* **How to complete this task**:
Only the lines from the start of the entries up to and including the line with "impl Default for" should be written out, exactly as they stand.

*** Opening Provided records ***

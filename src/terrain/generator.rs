//! Noise-based procedural terrain generation

use noise::{Fbm, MultiFractal, NoiseFn, Perlin};
use rayon::prelude::*;
use serde::{Deserialize, Serialize};

use crate::voxel::voxel::{Voxel, material};
use crate::voxel::VoxelGrid;

/// Parameters controlling terrain generation
#[derive(Clone, Debug, PartialEq, Serialize, Deserialize)]
#[serde(default)]
pub struct TerrainParams {
    pub seed: u32,
    pub scale: f32,        // Horizontal scale (larger = smoother)
    pub height_scale: f32, // Vertical scale (max height)
    pub octaves: u32,      // FBM octaves (detail levels)
    pub persistence: f32,  // FBM persistence (0.5 typical)
    pub lacunarity: f32,   // FBM lacunarity (2.0 typical)
    pub sea_level: f32,    // Height below which is "water"
}

impl Default for TerrainParams {
    fn default() -> Self {
        Self {
            seed: 12345,
            scale: 100.0,
            height_scale: 64.0,
            octaves: 4,
            persistence: 0.5,
            lacunarity: 2.0,
            sea_level: 32.0,
        }
    }
}

/// Cells of dirt under the grass layer
const DIRT_DEPTH: i32 = 3;

/// Procedural terrain generator using fractal Brownian motion (FBM)
pub struct TerrainGenerator {
    params: TerrainParams,
    noise: Fbm<Perlin>,
}

impl TerrainGenerator {
    /// Create a new terrain generator with the given parameters
    pub fn new(params: TerrainParams) -> Self {
        let noise = Fbm::<Perlin>::new(params.seed)
            .set_octaves(params.octaves as usize)
            .set_persistence(params.persistence as f64)
            .set_lacunarity(params.lacunarity as f64);

        Self { params, noise }
    }

    /// Get terrain parameters
    pub fn params(&self) -> &TerrainParams {
        &self.params
    }

    /// Get terrain height at world position (x, z)
    pub fn height_at(&self, x: f32, z: f32) -> f32 {
        // Sample noise in normalized coordinates
        let nx = (x / self.params.scale) as f64;
        let nz = (z / self.params.scale) as f64;

        // Get noise value in range [-1, 1]
        let noise_value = self.noise.get([nx, nz]);

        // Map to height range [0, height_scale]
        let normalized = ((noise_value + 1.0) / 2.0).clamp(0.0, 1.0);
        (normalized * self.params.height_scale as f64) as f32
    }

    /// Voxel at height `y` in a column whose top solid cell is `surface`
    fn column_voxel(&self, y: i32, surface: i32) -> Voxel {
        let depth = surface - y;
        let underwater = (surface as f32) < self.params.sea_level;
        if depth < 0 {
            if (y as f32) < self.params.sea_level {
                Voxel::new(40, 90, 160, material::WATER)
            } else {
                Voxel::EMPTY
            }
        } else if depth == 0 && !underwater {
            Voxel::new(100, 180, 80, material::GRASS)
        } else if depth <= DIRT_DEPTH {
            Voxel::new(130, 100, 70, material::DIRT)
        } else {
            Voxel::new(120, 120, 120, material::STONE)
        }
    }

    /// Fill `grid` with terrain, Y up, one parallel task per X slab
    pub fn fill_grid(&self, grid: &mut VoxelGrid) {
        let side = grid.side();
        let slab = (side * side) as usize;

        grid.cells_mut()
            .par_chunks_mut(slab)
            .enumerate()
            .for_each(|(x, cells)| {
                for z in 0..side {
                    let surface = self.height_at(x as f32, z as f32).floor() as i32;
                    for y in 0..side {
                        cells[(y * side + z) as usize] = self.column_voxel(y, surface);
                    }
                }
            });

        log::info!(
            "Generated terrain {}^3 (seed {}), {} solid cells",
            side, self.params.seed, grid.solid_count()
        );
    }
}

#[cfg(test)]
mod tests {
    use super::*;
    use crate::core::types::IVec3;

    #[test]
    fn test_terrain_params_default() {
        let params = TerrainParams::default();
        assert_eq!(params.seed, 12345);
        assert_eq!(params.scale, 100.0);
        assert_eq!(params.height_scale, 64.0);
        assert_eq!(params.octaves, 4);
        assert_eq!(params.sea_level, 32.0);
    }

    #[test]
    fn test_height_at() {
        let generator = TerrainGenerator::new(TerrainParams::default());

        let height = generator.height_at(0.0, 0.0);
        assert!((0.0..=64.0).contains(&height));
        assert_eq!(height, generator.height_at(0.0, 0.0));

        let height = generator.height_at(100.0, 100.0);
        assert!((0.0..=64.0).contains(&height));
    }

    #[test]
    fn test_different_seeds() {
        let gen1 = TerrainGenerator::new(TerrainParams { seed: 1, ..Default::default() });
        let gen2 = TerrainGenerator::new(TerrainParams { seed: 2, ..Default::default() });
        assert_ne!(gen1.height_at(50.0, 50.0), gen2.height_at(50.0, 50.0));
    }

    #[test]
    fn test_params_from_partial_json() {
        let params: TerrainParams = serde_json::from_str(r#"{ "seed": 7, "height_scale": 20.0 }"#).unwrap();
        assert_eq!(params.seed, 7);
        assert_eq!(params.height_scale, 20.0);
        assert_eq!(params.octaves, 4);
    }

    #[test]
    fn test_fill_grid_columns() {
        let generator = TerrainGenerator::new(TerrainParams {
            height_scale: 24.0,
            sea_level: 4.0,
            ..Default::default()
        });
        let mut grid = VoxelGrid::new(5);
        generator.fill_grid(&mut grid);

        for (x, z) in [(0, 0), (7, 19), (31, 31)] {
            let surface = generator.height_at(x as f32, z as f32).floor() as i32;
            assert!(!grid.get(IVec3::new(x, 0, z)).is_empty());
            if surface > DIRT_DEPTH {
                assert_eq!(grid.get(IVec3::new(x, 0, z)).material_id, material::STONE);
            }
            assert!(grid.get(IVec3::new(x, 31, z)).is_empty());
            if surface >= 4 {
                assert_eq!(grid.get(IVec3::new(x, surface, z)).material_id, material::GRASS);
                assert!(grid.get(IVec3::new(x, surface + 1, z)).is_empty());
            }
        }
    }

    #[test]
    fn test_fill_grid_is_deterministic() {
        let generator = TerrainGenerator::new(TerrainParams::default());
        let mut a = VoxelGrid::new(4);
        let mut b = VoxelGrid::new(4);
        generator.fill_grid(&mut a);
        generator.fill_grid(&mut b);
        assert_eq!(a, b);
    }
}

*** Closing Provided records ***

* **Response area**:
filename src/terrain/generator.rs
//! Noise-based procedural terrain generation

use noise::{Fbm, MultiFractal, NoiseFn, Perlin};
use rayon::prelude::*;
use serde::{Deserialize, Serialize};

use crate::voxel::voxel::{Voxel, material};
use crate::voxel::VoxelGrid;

/// Parameters controlling terrain generation
#[derive(Clone, Debug, PartialEq, Serialize, Deserialize)]
#[serde(default)]
pub struct TerrainParams {
    pub seed: u32,
    pub scale: f32,        // Horizontal scale (larger = smoother)
    pub height_scale: f32, // Vertical scale (max height)
    pub octaves: u32,      // FBM octaves (detail levels)
    pub persistence: f32,  // FBM persistence (0.5 typical)
    pub lacunarity: f32,   // FBM lacunarity (2.0 typical)
    pub sea_level: f32,    // Height below which is "water"
}

impl Default for TerrainParams {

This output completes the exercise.